Question 3 True / False
A raised-cosine filter with roll-off factor α = 0.5 has worse ISI performance at the sampling instant than the sinc pulse (α = 0), because it uses more bandwidth.
TTrue
FFalse
Answer: False
The zero-ISI property (the Nyquist criterion) holds for all values of α — zero crossings occur at exactly multiples of Ts regardless of roll-off. ISI performance at the correct sampling instant is equally zero for any α. In practice, ISI is actually better with higher α because the faster 1/t³ decay (versus 1/t for sinc) means neighboring symbol tails are much smaller when timing is imperfect. The tradeoff is bandwidth, not ISI at the ideal sampling time.
Question 4 True / False
The sinc pulse is theoretically optimal for bandwidth efficiency (minimum bandwidth for zero-ISI signaling) but impractical because small timing errors cause large ISI due to its slow 1/t amplitude decay.
TTrue
FFalse
Answer: True
The sinc pulse's rectangular spectrum uses the absolute minimum bandwidth (1/(2Ts)), but it decays only as 1/t. Any receiver timing offset causes energy from many neighboring symbols to pile up at the sampling instant — even a tiny fractional-symbol timing error produces significant ISI from the slowly-decaying tails of dozens of surrounding symbols. This sensitivity to timing jitter makes the theoretically optimal sinc pulse impractical, which is exactly the problem the raised-cosine filter was designed to solve by trading some bandwidth for much faster temporal decay.
Question 5 Short Answer
Explain why applying the full raised-cosine filter entirely at the transmitter (rather than splitting it as root-raised-cosine at both ends) would fail to achieve the goals of a well-designed digital communication link.

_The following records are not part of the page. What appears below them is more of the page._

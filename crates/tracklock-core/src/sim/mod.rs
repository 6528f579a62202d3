//! In-memory collaborators
//!
//! Stand-ins for the actuators, sensors and vision pipeline, so engagements
//! can be driven tick by tick in tests and benches.

mod mock;
mod scripted;

pub use mock::{MockDrivetrain, MockIndexer, MockIntake, MockShooter, MockVision};
pub use scripted::{EngagementLog, ScriptedEngagement};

Think about your answer, then reveal below.
Model answer: Applying the full raised-cosine at the transmitter satisfies zero-ISI but fails noise optimization. The receiver must apply a matched filter — the time-reverse of the transmit pulse — to maximize signal-to-noise ratio. If the transmit pulse is a full raised-cosine, the matched receive filter is also a full raised-cosine, and the cascade is a double raised-cosine whose spectrum is the square of the raised-cosine spectrum. This does not satisfy the Nyquist zero-ISI criterion, reintroducing intersymbol interference. The root-raised-cosine split is the solution: transmit RRC × receive RRC = full raised-cosine, simultaneously achieving zero ISI and matched filtering.
This is the key system-level insight that goes beyond block-diagram understanding: the filter design is constrained by the need to jointly satisfy two requirements (zero ISI and matched filtering) that must be shared across the link. Neither requirement can be satisfied independently at one end without compromising the other.